Washington experienced this week the “conflict of narratives” regarding the direction of U.S.-China relations. Chinese Ambassador to the U.S. Xie Feng, speaking at the National Committee on U.S.-China Relations on Dec. 14, underlined the nature of the agreements Presidents Biden and Xi made on the sidelines of the APEC summit on Nov. 15 in San Francisco, calling for greater cooperation in a variety of areas. Xie’s comments were seconded, in a way, by Treasury Secretary Janet Yellen, who spoke after Xie, and reaffirmed that the U.S. was not interested in “decoupling” from China, saying this would be damaging to both countries and to the world economy. Yellen also indicated that she would soon be returning to China for discussions with her Chinese counterparts.
A different message was heard at the Brookings Institution on Dec. 15, where the U.S. Ambassador to China Nicholas Burns, in the U.S. for some unknown reason, delivered a speech underlining the importance of the U.S. alliances in the region, with Japan, with Australia, and with the Philippines, as well as the increasing interest of our “allies” in Europe on developments in the Asia-Pacific region. Burns said that he was not “optimistic” about any U.S.-China rapprochement, condemning what he called China’s support for Russia’s war in Ukraine and recent confrontations between Chinese and Filipino ships in disputed areas of the South China Sea.
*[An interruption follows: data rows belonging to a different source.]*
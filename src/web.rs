#![cfg(not(tarpaulin_include))]

use blockgrid::app;
use blockgrid::config::ServerConfig;

/// Main entry point for the block grid web application
///
/// Reads the configuration from `BLOCKGRID_*` environment variables and the
/// optional positional arguments `<columns> <rows>`, then serves the grid.
///
/// # Default Configuration
/// * A 10 column by 6 row grid on http://127.0.0.1:3002
/// * Log level `info`, overridden by `RUST_LOG`
#[tokio::main]
async fn main() -> Result<(), Box<dyn std::error::Error>> {
    env_logger::Builder::from_env(env_logger::Env::default().default_filter_or("info")).init();

    let config = ServerConfig::load()?;
    log::debug!("configuration: {:?}", config);

    app::run(config).await
}
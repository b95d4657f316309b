#![cfg(not(tarpaulin_include))]
#![cfg(feature = "web")]

use axum::{
    Json, Router,
    extract::{Path, Request, State},
    http::{HeaderMap, StatusCode},
    middleware::{self, Next},
    response::{Html, IntoResponse, Response},
    routing::{delete, get, post},
};
use handlebars::RenderError;
use serde::Serialize;
use std::path::PathBuf;
use std::sync::{Arc, Mutex, MutexGuard, PoisonError};
use std::time::Instant;
use thiserror::Error;
use tokio::net::TcpListener;
use tower_http::cors::CorsLayer;
use tower_http::services::ServeDir;

use crate::block::Model;
use crate::config::ServerConfig;
use crate::error::GridError;
use crate::events::{Event, EventRecord};
use crate::grid::BlockGrid;
use crate::memory::{BlockGridMemory, MemorySettings};
use crate::render::Renderer;
use crate::saving;

pub struct AppState {
    memory: Mutex<BlockGridMemory>,
    renderer: Renderer,
    snapshot: Option<PathBuf>,
}

impl AppState {
    pub fn new(memory: BlockGridMemory, renderer: Renderer, snapshot: Option<PathBuf>) -> Self {
        AppState {
            memory: Mutex::new(memory),
            renderer,
            snapshot,
        }
    }

    /// Builds the state for `config`, restoring the snapshot if one exists.
    pub fn from_config(config: &ServerConfig) -> Result<Self, Box<dyn std::error::Error>> {
        let grid = match &config.snapshot {
            Some(path) if path.exists() => {
                log::info!("restoring grid from {}", path.display());
                saving::load_grid(path)?
            }
            _ => BlockGrid::new(config.dims()?),
        };
        let settings = MemorySettings {
            policy: config.policy,
        };
        let memory = BlockGridMemory::with_default_listeners(grid, settings);
        Ok(AppState::new(
            memory,
            Renderer::new()?,
            config.snapshot.clone(),
        ))
    }

    fn memory(&self) -> MutexGuard<'_, BlockGridMemory> {
        self.memory.lock().unwrap_or_else(PoisonError::into_inner)
    }

    /// htmx requests get the grid fragment, everything else the whole page.
    fn respond(&self, grid: &BlockGrid, headers: &HeaderMap) -> Result<Html<String>, AppError> {
        let partial = headers.contains_key("hx-request");
        Ok(Html(self.renderer.render(grid, partial)?))
    }
}

#[derive(Debug, Error)]
pub enum AppError {
    #[error(transparent)]
    Grid(#[from] GridError),
    #[error("Template error: {0}")]
    Render(#[from] RenderError),
    #[error("Snapshot error: {0}")]
    Snapshot(#[from] std::io::Error),
    #[error("No snapshot path configured")]
    NoSnapshot,
}

impl IntoResponse for AppError {
    fn into_response(self) -> Response {
        let status = match &self {
            AppError::Grid(GridError::NoSuchBlock(_)) | AppError::NoSnapshot => {
                StatusCode::NOT_FOUND
            }
            AppError::Grid(GridError::UnknownComponent(_))
            | AppError::Grid(GridError::InvalidArgument(_)) => StatusCode::BAD_REQUEST,
            AppError::Grid(GridError::BlockNotEmpty(_)) | AppError::Grid(GridError::BlockEmpty(_)) => {
                StatusCode::CONFLICT
            }
            AppError::Grid(GridError::OutOfBounds { .. })
            | AppError::Grid(GridError::BoxTooLarge { .. }) => StatusCode::UNPROCESSABLE_ENTITY,
            _ => StatusCode::INTERNAL_SERVER_ERROR,
        };
        if status.is_server_error() {
            log::error!("{}", self);
        }
        (status, self.to_string()).into_response()
    }
}

#[derive(Serialize)]
struct SaveResponse {
    status: String,
    message: Option<String>,
}

pub fn build_router(state: Arc<AppState>, config: &ServerConfig) -> Router {
    let app = Router::new()
        .route("/", get(root_page))
        .route("/blockgrid", get(get_blockgrid))
        .route("/blockgrid/:block_id", delete(delete_component))
        .route("/blockgrid/:block_id/select", get(select_block))
        .route("/blockgrid/:block_id/select/:component", post(add_component))
        .route("/blockgrid/:block_id/component", get(select_component))
        .route("/events", get(get_events))
        .route("/snapshot", post(save_snapshot))
        .nest_service("/static", ServeDir::new(&config.static_dir))
        .layer(middleware::from_fn(log_requests))
        .with_state(state);

    if config.cors {
        app.layer(CorsLayer::permissive())
    } else {
        app
    }
}

pub async fn run(config: ServerConfig) -> Result<(), Box<dyn std::error::Error>> {
    let state = Arc::new(AppState::from_config(&config)?);
    let app = build_router(state, &config);

    let listener = TcpListener::bind(config.addr()).await?;
    log::info!(
        "Listening on http://{} ({}x{} grid, {} boundary policy)",
        config.addr(),
        config.columns,
        config.rows,
        config.policy
    );
    axum::serve(listener, app).await?;

    Ok(())
}

async fn log_requests(req: Request, next: Next) -> Response {
    let method = req.method().clone();
    let uri = req.uri().clone();
    let started = Instant::now();

    let response = next.run(req).await;

    log::info!(
        "{} {} -> {} in {:?}",
        method,
        uri,
        response.status(),
        started.elapsed()
    );
    response
}

async fn root_page(State(state): State<Arc<AppState>>) -> Result<Html<String>, AppError> {
    let mut memory = state.memory();
    memory.emit(Event::PageLoaded)?;
    Ok(Html(state.renderer.render(&memory.grid, false)?))
}

async fn get_blockgrid(
    State(state): State<Arc<AppState>>,
    headers: HeaderMap,
) -> Result<Html<String>, AppError> {
    let mut memory = state.memory();
    memory.emit(Event::PageLoaded)?;
    state.respond(&memory.grid, &headers)
}

async fn select_block(
    State(state): State<Arc<AppState>>,
    Path(block_id): Path<usize>,
    headers: HeaderMap,
) -> Result<Html<String>, AppError> {
    let mut memory = state.memory();
    memory.emit(Event::BlockSelected { block_id })?;
    state.respond(&memory.grid, &headers)
}

async fn add_component(
    State(state): State<Arc<AppState>>,
    Path((block_id, component)): Path<(usize, String)>,
    headers: HeaderMap,
) -> Result<Html<String>, AppError> {
    let component: Model = component.parse()?;
    let mut memory = state.memory();
    memory.emit(Event::ComponentAdded {
        block_id,
        component,
    })?;
    state.respond(&memory.grid, &headers)
}

async fn select_component(
    State(state): State<Arc<AppState>>,
    Path(block_id): Path<usize>,
    headers: HeaderMap,
) -> Result<Html<String>, AppError> {
    let mut memory = state.memory();
    memory.emit(Event::ComponentSelected { block_id })?;
    state.respond(&memory.grid, &headers)
}

async fn delete_component(
    State(state): State<Arc<AppState>>,
    Path(block_id): Path<usize>,
    headers: HeaderMap,
) -> Result<Html<String>, AppError> {
    let mut memory = state.memory();
    memory.emit(Event::ComponentDeleted { block_id })?;
    state.respond(&memory.grid, &headers)
}

async fn get_events(State(state): State<Arc<AppState>>) -> Json<Vec<EventRecord>> {
    Json(state.memory().events().to_vec())
}

async fn save_snapshot(State(state): State<Arc<AppState>>) -> Result<Json<SaveResponse>, AppError> {
    let path = state.snapshot.clone().ok_or(AppError::NoSnapshot)?;
    let grid = state.memory().grid.clone();

    let target = path.clone();
    tokio::task::spawn_blocking(move || saving::save_grid(&grid, target))
        .await
        .map_err(|e| std::io::Error::new(std::io::ErrorKind::Other, e))??;
    log::info!("grid saved to {}", path.display());

    Ok(Json(SaveResponse {
        status: "ok".to_string(),
        message: Some(path.display().to_string()),
    }))
}
//! Row-major grid addressing and the selection box neighbourhood.

use crate::error::GridError;
use serde::{Deserialize, Serialize};
use std::fmt;
use std::str::FromStr;

/// Width of every selection box, in columns.
pub const SELECTION_BOX_WIDTH: usize = 3;

fn check_columns(columns: usize) -> Result<(), GridError> {
    if columns == 0 {
        return Err(GridError::InvalidArgument(
            "column count must be positive".to_string(),
        ));
    }
    Ok(())
}

fn overflow(what: &str) -> GridError {
    GridError::InvalidArgument(format!("{} overflows the index range", what))
}

/// Converts a linear block index into `(x, y)`, `x` being the column.
pub fn to_coordinates(index: usize, columns: usize) -> Result<(usize, usize), GridError> {
    check_columns(columns)?;
    Ok((index % columns, index / columns))
}

/// Converts `(x, y)` back into a linear index.
///
/// `x` is not checked against `columns`: an `x` past the last column wraps
/// into the following row.
pub fn to_index(x: usize, y: usize, columns: usize) -> Result<usize, GridError> {
    check_columns(columns)?;
    y.checked_mul(columns)
        .and_then(|row_start| row_start.checked_add(x))
        .ok_or_else(|| overflow("block index"))
}

/// Number of rows a selection box needs to offer `option_count` choices.
pub fn selection_box_rows(option_count: usize) -> usize {
    option_count.div_ceil(SELECTION_BOX_WIDTH)
}

/// Indices covered by a selection box anchored at `anchor`, row by row.
///
/// No clamping is applied: near the right edge the cells wrap into the next
/// row, near the bottom edge they run past the end of the grid. Use
/// [`GridDims::selection_box`] to apply a [`BoundaryPolicy`].
pub fn selection_box_indices(
    anchor: usize,
    columns: usize,
    option_count: usize,
) -> Result<Vec<usize>, GridError> {
    let (anchor_x, anchor_y) = to_coordinates(anchor, columns)?;
    box_cells(anchor_x, anchor_y, selection_box_rows(option_count))?
        .map(|(x, y)| to_index(x, y, columns))
        .collect()
}

fn box_cells(
    x0: usize,
    y0: usize,
    rows: usize,
) -> Result<impl Iterator<Item = (usize, usize)>, GridError> {
    let x_end = x0
        .checked_add(SELECTION_BOX_WIDTH)
        .ok_or_else(|| overflow("selection box column"))?;
    let y_end = y0
        .checked_add(rows)
        .ok_or_else(|| overflow("selection box row"))?;
    Ok((y0..y_end).flat_map(move |y| (x0..x_end).map(move |x| (x, y))))
}

/// What to do with a selection box that does not fit inside the grid.
#[derive(Clone, Copy, Debug, Default, PartialEq, Eq, Serialize, Deserialize)]
#[serde(rename_all = "lowercase")]
pub enum BoundaryPolicy {
    /// Keep the raw, unclamped indices.
    Overflow,
    /// Move the box left and up until it fits.
    #[default]
    Shift,
    /// Refuse boxes that leave the grid.
    Reject,
}

impl FromStr for BoundaryPolicy {
    type Err = GridError;

    fn from_str(s: &str) -> Result<Self, Self::Err> {
        match s.to_lowercase().as_str() {
            "overflow" => Ok(BoundaryPolicy::Overflow),
            "shift" => Ok(BoundaryPolicy::Shift),
            "reject" => Ok(BoundaryPolicy::Reject),
            other => Err(GridError::InvalidArgument(format!(
                "unknown boundary policy '{}'",
                other
            ))),
        }
    }
}

impl fmt::Display for BoundaryPolicy {
    fn fmt(&self, f: &mut fmt::Formatter<'_>) -> fmt::Result {
        let name = match self {
            BoundaryPolicy::Overflow => "overflow",
            BoundaryPolicy::Shift => "shift",
            BoundaryPolicy::Reject => "reject",
        };
        f.write_str(name)
    }
}

/// Dimensions of a block grid.
#[derive(Clone, Copy, Debug, PartialEq, Eq, Serialize, Deserialize)]
pub struct GridDims {
    pub columns: usize,
    pub rows: usize,
}

impl GridDims {
    pub fn new(columns: usize, rows: usize) -> Result<Self, GridError> {
        check_columns(columns)?;
        if rows == 0 {
            return Err(GridError::InvalidArgument(
                "row count must be positive".to_string(),
            ));
        }
        columns
            .checked_mul(rows)
            .ok_or_else(|| overflow("grid size"))?;
        Ok(GridDims { columns, rows })
    }

    /// Block count. Dimensions built through [`GridDims::new`] never overflow.
    pub fn len(&self) -> usize {
        self.columns.saturating_mul(self.rows)
    }

    pub fn is_empty(&self) -> bool {
        self.len() == 0
    }

    pub fn contains(&self, x: usize, y: usize) -> bool {
        x < self.columns && y < self.rows
    }

    pub fn coordinates(&self, index: usize) -> Result<(usize, usize), GridError> {
        if index >= self.len() {
            return Err(GridError::NoSuchBlock(index));
        }
        to_coordinates(index, self.columns)
    }

    /// Selection box anchored at `anchor`, resolved against this grid.
    ///
    /// Every `Ok` result holds exactly `3 * ceil(option_count / 3)` indices.
    pub fn selection_box(
        &self,
        anchor: usize,
        option_count: usize,
        policy: BoundaryPolicy,
    ) -> Result<Vec<usize>, GridError> {
        let rows = selection_box_rows(option_count);

        let (x0, y0) = match policy {
            BoundaryPolicy::Overflow => {
                return selection_box_indices(anchor, self.columns, option_count);
            }
            BoundaryPolicy::Shift => {
                let (x, y) = self.coordinates(anchor)?;
                if SELECTION_BOX_WIDTH > self.columns || rows > self.rows {
                    return Err(GridError::BoxTooLarge {
                        width: SELECTION_BOX_WIDTH,
                        height: rows,
                        columns: self.columns,
                        rows: self.rows,
                    });
                }
                (
                    x.min(self.columns - SELECTION_BOX_WIDTH),
                    y.min(self.rows - rows),
                )
            }
            BoundaryPolicy::Reject => {
                let (x0, y0) = self.coordinates(anchor)?;
                if let Some((x, y)) = box_cells(x0, y0, rows)?.find(|&(x, y)| !self.contains(x, y)) {
                    return Err(GridError::OutOfBounds { anchor, x, y });
                }
                (x0, y0)
            }
        };

        box_cells(x0, y0, rows)?
            .map(|(x, y)| to_index(x, y, self.columns))
            .collect()
    }
}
With the support, and encouragement, of the United States, which now has new bases in the Philippines, the anti-China crowd in the Marcos government was much more aggressive in asserting their claims in the waters of the South China Sea.
Burns’s comments at Brookings should automatically disqualify him as an ambassador to China, but the fact of the matter is that he probably was deployed back to Washington for this very purpose.